As hairdressers, we know what we’re good at – washing, cutting, drying, curling, straightening, perming, crimping, teasing…maybe I’m just pining for the 80s. It was a pretty glorious time for hair, and also the decade that gave us the term ‘greenwashing.’

It’s a term first coined by an environmentalist, Jay Westerveld, criticising the ‘save the towel’ movement in hotels. Westerveld claimed that encouraging hotel guests to re-use their towels was not about saving the climate but saving the hotels the trouble of washing every towel every day, i.e. one of the first notable instances of greenwashing.

It means precisely what the above example indicates. A company makes grand claims about how environmentally friendly it is, but its business practices haven’t changed in a meaningful way. Plenty of big corporations have been accused of greenwashing and with good reason. Oil and gas companies, big players in the aviation industry, even rock bands are not immune to accusations.

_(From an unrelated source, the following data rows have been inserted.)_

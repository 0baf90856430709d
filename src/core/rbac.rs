// Copyright (c) 2025 Fabstir
// SPDX-License-Identifier: BUSL-1.1

//! Users, roles and privileges
//!
//! Passwords are stored as blake3 digests. Every user implicitly holds the
//! `public` role; `admin` passes every check.

use crate::core::error::{DbError, DbResult};
use serde::{Deserialize, Serialize};
use std::collections::{BTreeMap, BTreeSet};
use std::fmt;
use std::str::FromStr;

pub const ROOT_USER: &str = "root";
pub const ADMIN_ROLE: &str = "admin";
pub const PUBLIC_ROLE: &str = "public";
pub const WILDCARD: &str = "*";

#[derive(Debug, Clone, Copy, PartialEq, Eq, PartialOrd, Ord, Hash, Serialize, Deserialize)]
pub enum ObjectType {
    Global,
    Collection,
    User,
}

#[derive(Debug, Clone, Copy, PartialEq, Eq, PartialOrd, Ord, Hash, Serialize, Deserialize)]
pub enum Privilege {
    All,
    CreateCollection,
    DropCollection,
    DescribeCollection,
    ShowCollections,
    RenameCollection,
    Load,
    Release,
    GetLoadState,
    GetLoadingProgress,
    Insert,
    Upsert,
    Delete,
    Search,
    Query,
    Flush,
    Import,
    CreateIndex,
    DropIndex,
    IndexDetail,
    CreatePartition,
    DropPartition,
    ShowPartitions,
    HasPartition,
    CreateAlias,
    DropAlias,
    DescribeAlias,
    ListAliases,
    CreateOwnership,
    DropOwnership,
    SelectOwnership,
    ManageOwnership,
    UpdateUser,
    SelectUser,
}

impl Privilege {
    /// Object type a privilege is granted on.
    pub fn object_type(&self) -> ObjectType {
        match self {
            Privilege::CreateCollection
            | Privilege::DropCollection
            | Privilege::ShowCollections
            | Privilege::RenameCollection
            | Privilege::CreateOwnership
            | Privilege::DropOwnership
            | Privilege::SelectOwnership
            | Privilege::ManageOwnership
            | Privilege::CreateAlias
            | Privilege::DropAlias
            | Privilege::DescribeAlias
            | Privilege::ListAliases
            | Privilege::All => ObjectType::Global,
            Privilege::UpdateUser | Privilege::SelectUser => ObjectType::User,
            _ => ObjectType::Collection,
        }
    }
}

impl fmt::Display for Privilege {
    fn fmt(&self, f: &mut fmt::Formatter<'_>) -> fmt::Result {
        write!(f, "{:?}", self)
    }
}

impl FromStr for Privilege {
    type Err = DbError;

    fn from_str(s: &str) -> Result<Self, Self::Err> {
        let quoted = format!("\"{}\"", if s == WILDCARD { "All" } else { s });
        serde_json::from_str(&quoted)
            .map_err(|_| DbError::Validation(format!("unknown privilege '{}'", s)))
    }
}

#[derive(Debug, Clone, PartialEq, Eq, PartialOrd, Ord, Hash, Serialize, Deserialize)]
pub struct Grant {
    pub object_type: ObjectType,
    pub object_name: String,
    pub privilege: Privilege,
}

impl Grant {
    fn covers(&self, object_type: ObjectType, object_name: &str, privilege: Privilege) -> bool {
        (self.object_type == object_type || self.privilege == Privilege::All)
            && (self.object_name == WILDCARD || self.object_name == object_name)
            && (self.privilege == privilege || self.privilege == Privilege::All)
    }
}

#[derive(Debug, Clone, PartialEq, Eq, Serialize, Deserialize)]
pub struct UserDescription {
    pub user_name: String,
    pub roles: Vec<String>,
}

#[derive(Debug, Clone, PartialEq, Eq, Serialize, Deserialize)]
pub struct RoleDescription {
    pub role_name: String,
    pub grants: Vec<Grant>,
}

#[derive(Debug, Clone)]
struct User {
    password_digest: [u8; 32],
    roles: BTreeSet<String>,
}

fn digest(password: &str) -> [u8; 32] {
    *blake3::hash(password.as_bytes()).as_bytes()
}

#[derive(Debug, Clone)]
pub struct RbacStore {
    users: BTreeMap<String, User>,
    roles: BTreeMap<String, BTreeSet<Grant>>,
}

impl RbacStore {
    pub fn new(root_password: &str) -> Self {
        let mut roles = BTreeMap::new();
        roles.insert(
            ADMIN_ROLE.to_string(),
            BTreeSet::from([Grant {
                object_type: ObjectType::Global,
                object_name: WILDCARD.to_string(),
                privilege: Privilege::All,
            }]),
        );
        let public: BTreeSet<Grant> = [
            Privilege::DescribeCollection,
            Privilege::IndexDetail,
            Privilege::GetLoadState,
            Privilege::GetLoadingProgress,
            Privilege::ShowPartitions,
            Privilege::HasPartition,
            Privilege::ShowCollections,
            Privilege::DescribeAlias,
            Privilege::ListAliases,
            Privilege::SelectUser,
        ]
        .into_iter()
        .map(|privilege| Grant {
            object_type: privilege.object_type(),
            object_name: WILDCARD.to_string(),
            privilege,
        })
        .collect();
        roles.insert(PUBLIC_ROLE.to_string(), public);

        let mut users = BTreeMap::new();
        users.insert(
            ROOT_USER.to_string(),
            User {
                password_digest: digest(root_password),
                roles: BTreeSet::from([ADMIN_ROLE.to_string()]),
            },
        );
        Self { users, roles }
    }

    fn user(&self, name: &str) -> DbResult<&User> {
        self.users
            .get(name)
            .ok_or_else(|| DbError::NotFound(format!("user '{}' does not exist", name)))
    }

    fn user_mut(&mut self, name: &str) -> DbResult<&mut User> {
        self.users
            .get_mut(name)
            .ok_or_else(|| DbError::NotFound(format!("user '{}' does not exist", name)))
    }

    fn role_mut(&mut self, name: &str) -> DbResult<&mut BTreeSet<Grant>> {
        self.roles
            .get_mut(name)
            .ok_or_else(|| DbError::NotFound(format!("role '{}' does not exist", name)))
    }

    pub fn authenticate(&self, user: &str, password: &str) -> DbResult<()> {
        match self.users.get(user) {
            Some(u) if u.password_digest == digest(password) => Ok(()),
            _ => Err(DbError::PermissionDenied(format!(
                "invalid credentials for user '{}'",
                user
            ))),
        }
    }

    pub fn create_user(&mut self, name: &str, password: &str) -> DbResult<()> {
        if name.is_empty() || password.is_empty() {
            return Err(DbError::Validation(
                "user name and password must not be empty".to_string(),
            ));
        }
        if self.users.contains_key(name) {
            return Err(DbError::AlreadyExists(format!("user '{}' already exists", name)));
        }
        self.users.insert(
            name.to_string(),
            User {
                password_digest: digest(password),
                roles: BTreeSet::new(),
            },
        );
        Ok(())
    }

    pub fn drop_user(&mut self, name: &str) -> DbResult<()> {
        if name == ROOT_USER {
            return Err(DbError::Validation("the root user cannot be dropped".to_string()));
        }
        self.user(name)?;
        self.users.remove(name);
        Ok(())
    }

    pub fn update_password(&mut self, name: &str, old: &str, new: &str) -> DbResult<()> {
        if new.is_empty() {
            return Err(DbError::Validation("password must not be empty".to_string()));
        }
        self.authenticate(name, old)?;
        self.user_mut(name)?.password_digest = digest(new);
        Ok(())
    }

    pub fn list_users(&self) -> Vec<String> {
        self.users.keys().cloned().collect()
    }

    pub fn describe_user(&self, name: &str) -> DbResult<UserDescription> {
        let user = self.user(name)?;
        Ok(UserDescription {
            user_name: name.to_string(),
            roles: user.roles.iter().cloned().collect(),
        })
    }

    pub fn create_role(&mut self, name: &str) -> DbResult<()> {
        if name.is_empty() {
            return Err(DbError::Validation("role name must not be empty".to_string()));
        }
        if self.roles.contains_key(name) {
            return Err(DbError::AlreadyExists(format!("role '{}' already exists", name)));
        }
        self.roles.insert(name.to_string(), BTreeSet::new());
        Ok(())
    }

    pub fn drop_role(&mut self, name: &str) -> DbResult<()> {
        if name == ADMIN_ROLE || name == PUBLIC_ROLE {
            return Err(DbError::Validation(format!(
                "built-in role '{}' cannot be dropped",
                name
            )));
        }
        self.role_mut(name)?;
        self.roles.remove(name);
        for user in self.users.values_mut() {
            user.roles.remove(name);
        }
        Ok(())
    }

    pub fn list_roles(&self) -> Vec<String> {
        self.roles.keys().cloned().collect()
    }

    pub fn describe_role(&self, name: &str) -> DbResult<RoleDescription> {
        let grants = self
            .roles
            .get(name)
            .ok_or_else(|| DbError::NotFound(format!("role '{}' does not exist", name)))?;
        Ok(RoleDescription {
            role_name: name.to_string(),
            grants: grants.iter().cloned().collect(),
        })
    }

    pub fn grant_role(&mut self, user: &str, role: &str) -> DbResult<()> {
        if !self.roles.contains_key(role) {
            return Err(DbError::NotFound(format!("role '{}' does not exist", role)));
        }
        self.user_mut(user)?.roles.insert(role.to_string());
        Ok(())
    }

    pub fn revoke_role(&mut self, user: &str, role: &str) -> DbResult<()> {
        if user == ROOT_USER && role == ADMIN_ROLE {
            return Err(DbError::Validation("root cannot lose the admin role".to_string()));
        }
        self.user_mut(user)?.roles.remove(role);
        Ok(())
    }

    pub fn grant_privilege(&mut self, role: &str, grant: Grant) -> DbResult<()> {
        self.role_mut(role)?.insert(grant);
        Ok(())
    }

    pub fn revoke_privilege(&mut self, role: &str, grant: &Grant) -> DbResult<()> {
        self.role_mut(role)?.remove(grant);
        Ok(())
    }

    /// Check that `user` may perform `privilege` on the named object.
    pub fn check(
        &self,
        user: &str,
        object_type: ObjectType,
        object_name: &str,
        privilege: Privilege,
    ) -> DbResult<()> {
        let account = self.user(user).map_err(|_| {
            DbError::PermissionDenied(format!("user '{}' does not exist", user))
        })?;
        let allowed = account
            .roles
            .iter()
            .map(String::as_str)
            .chain(std::iter::once(PUBLIC_ROLE))
            .filter_map(|role| self.roles.get(role))
            .flatten()
            .any(|grant| grant.covers(object_type, object_name, privilege));
        if allowed {
            Ok(())
        } else {
            Err(DbError::PermissionDenied(format!(
                "user '{}' lacks {} on {:?} '{}'",
                user, privilege, object_type, object_name
            )))
        }
    }
}

#[cfg(test)]
mod tests {
    use super::*;

    fn grant(object_name: &str, privilege: Privilege) -> Grant {
        Grant {
            object_type: privilege.object_type(),
            object_name: object_name.to_string(),
            privilege,
        }
    }

    #[test]
    fn test_root_is_admin() {
        let store = RbacStore::new("Milvus");
        store.authenticate(ROOT_USER, "Milvus").unwrap();
        assert!(store.authenticate(ROOT_USER, "wrong").is_err());
        store
            .check(ROOT_USER, ObjectType::Collection, "anything", Privilege::Insert)
            .unwrap();
    }

    #[test]
    fn test_role_grants_flow_to_users() {
        let mut store = RbacStore::new("Milvus");
        store.create_user("alice", "P@ssw0rd").unwrap();
        store.create_role("reader").unwrap();
        store.grant_privilege("reader", grant("books", Privilege::Search)).unwrap();

        assert!(matches!(
            store.check("alice", ObjectType::Collection, "books", Privilege::Search),
            Err(DbError::PermissionDenied(_))
        ));
        store.grant_role("alice", "reader").unwrap();
        store.check("alice", ObjectType::Collection, "books", Privilege::Search).unwrap();
        assert!(store
            .check("alice", ObjectType::Collection, "films", Privilege::Search)
            .is_err());

        // public privileges apply to everyone
        store
            .check("alice", ObjectType::Collection, "films", Privilege::DescribeCollection)
            .unwrap();

        store.revoke_privilege("reader", &grant("books", Privilege::Search)).unwrap();
        assert!(store
            .check("alice", ObjectType::Collection, "books", Privilege::Search)
            .is_err());
    }

    #[test]
    fn test_builtins_cannot_be_dropped() {
        let mut store = RbacStore::new("Milvus");
        assert!(store.drop_role(ADMIN_ROLE).is_err());
        assert!(store.drop_role(PUBLIC_ROLE).is_err());
        assert!(store.drop_user(ROOT_USER).is_err());
    }

    #[test]
    fn test_update_password_checks_old() {
        let mut store = RbacStore::new("Milvus");
        store.create_user("bob", "old").unwrap();
        assert!(store.update_password("bob", "wrong", "new").is_err());
        store.update_password("bob", "old", "new").unwrap();
        store.authenticate("bob", "new").unwrap();
    }

    #[test]
    fn test_privilege_from_str() {
        assert_eq!("Search".parse::<Privilege>().unwrap(), Privilege::Search);
        assert_eq!("*".parse::<Privilege>().unwrap(), Privilege::All);
        assert!("Fly".parse::<Privilege>().is_err());
    }

    #[test]
    fn test_dropping_role_removes_it_from_users() {
        let mut store = RbacStore::new("Milvus");
        store.create_user("carol", "pw").unwrap();
        store.create_role("writer").unwrap();
        store.grant_role("carol", "writer").unwrap();
        store.drop_role("writer").unwrap();
        assert!(store.describe_user("carol").unwrap().roles.is_empty());
    }
}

The truth is, we’ve likely all been guilty of greenwashing at some point, whether intentional or not. The movement toward sustainable hair and beauty products makes our industry particularly vulnerable to falling for it ourselves or unintentionally our businesses. However, it’s worth remembering that in this case, impact trumps intention. You can be as well-meaning as you like, but your unintentional greenwashing can still have a significant negative impact.

As a salon owner, when was the last time you really investigated whether the companies you buy your products from actually follow through on the promises they make on the bottle? Not whether they give your customers silky soft strands, but whether that bottle really is made from 30,50 or even 80 per cent recycled plastics, or whether the shea butter used in the product comes from a sustainable source. The answer is probably never.

And that’s okay. You should be able to rely on what a company says about itself and its eco-credentials without turning in to a private detective to verify the claims. Your customers expect the same.

If you say your salon is sustainable, your customers expect you to walk the walk on sustainability too. It’s not good enough anymore to just recycle via your council curbside recycling; your customers expect you to be taking one for team earth and making some real changes to your business model.

The good news is that the process of greenifying your business isn’t as daunting as it might seem. Think about where and how you can make sustainable changes. Some of them are so easy you’ll barely notice a difference, but the planet will thank you. Start by thinking about where and how you can minimise waste in your salon:

  • Can you replace your regular coffee pods with refillable pods?
  • Could you invest in a mineral water maker rather than buying bottled?
  • Could you switch to biodegradable garbage bags?
  • Can you join a program like Sustainable Salons?
  • How about starting a mismatched crockery collection from your local op-shop to give your employees a sustainable option for when they grab a coffee or lunch?

Once you’ve made the easy changes, you can move on to some more complex sustainability challenges:

  • Can you switch to a sustainable banking provider?
  • Could you switch energy providers to have your salon run on renewable energy?
  • Better yet, is it possible to install solar panels and generate your own electricity?

There are likely a million little things you can do to minimise your salon’s impact on the planet, and you should do these before you start marketing yourself as sustainable.

Consumers know what they want, and they are not afraid to punish businesses that try to pull the wool over their eyes. Don’t risk alienating your client base by making unsubstantiated claims about how green you are, especially when going green is simple and affordable. Be transparent with your clients, and they’ll keep coming back, not just for your great haircuts but because they know they’re putting their money into a business that cares for the environment.

Greenwashing can seem like an attractive way to engage with the customer base you’re trying to woo, but it’s not the answer. You can take simple steps in your salon that will have you walking the walk (not just talking the talk) on sustainability in no time.

Stick to washing what you’re good at!